Federal Circ mulls ‘standing’ question in licensing disputes
The appeal concerns patent infringement lawsuits against Apple, Google and Motorola | Decision could affect licensing and funding deals.
The question of standing at the heart of disputes between Uniloc and Motorola, Apple and Google has come under scrutiny at the US Court of Appeals for the Federal Circuit.
Yesterday, September 6, the court queried whether a patent owner who enables the sub-licensing of IP is still able to file proceedings for infringement over the said patents.

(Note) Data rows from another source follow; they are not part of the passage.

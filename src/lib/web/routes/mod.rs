pub mod v1;

use axum::Router;
use tower_http::{cors::CorsLayer, trace::TraceLayer};
use tracing::*;

use crate::web::{ApiError, AppState};

#[instrument(level = "trace", skip(state))]
pub fn router(state: AppState) -> Router {
    Router::new()
        .nest("/v1", v1::router())
        .fallback(handle_404)
        .layer(CorsLayer::permissive())
        .layer(TraceLayer::new_for_http())
        .with_state(state)
}

async fn handle_404() -> ApiError {
    ApiError::not_found("404 Not Found")
}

According to US law, standing limits participation in lawsuits and asks whether the plaintiff bringing a lawsuit has enough cause to ‘stand’ before the court.
Back in 2017, Hewlett Packard assigned several patents to Uniloc Luxembourg, which in turn licensed the patents to Uniloc US, and the duo proceeded to sue Apple for infringement.
In 2018, Uniloc also sued Motorola at the District Court for the District of Delaware, alleging that the smartphone maker’s Android devices infringed its US patent number 6,161,134.
Fortress agreed to loan Uniloc $26 million to fund its litigation, but when the patent entity defaulted on the loan, it fell foul of a contractual clause that held that it must transfer patent rights to Fortress.
District courts in Delaware and Northern California later held that Uniloc had rescinded its exclusionary rights to the patents and did not have the ‘standing’ to sue.
These rulings subsequently affected other Uniloc cases against Google, when district Judge Yvonne Gonzalez Rogers in Northern California referred to these decisions and dismissed 11 cases against the company for ‘lack of standing’.
Uniloc has now argued to the Federal Circuit that ‘standing’ shouldn’t be dependent“ on conditional (but never-exercised) right to sub-license the patent.
The court of appeal’s ruling is expected to have significant ramifications for cases and disputes involving licensing deals and litigation funding.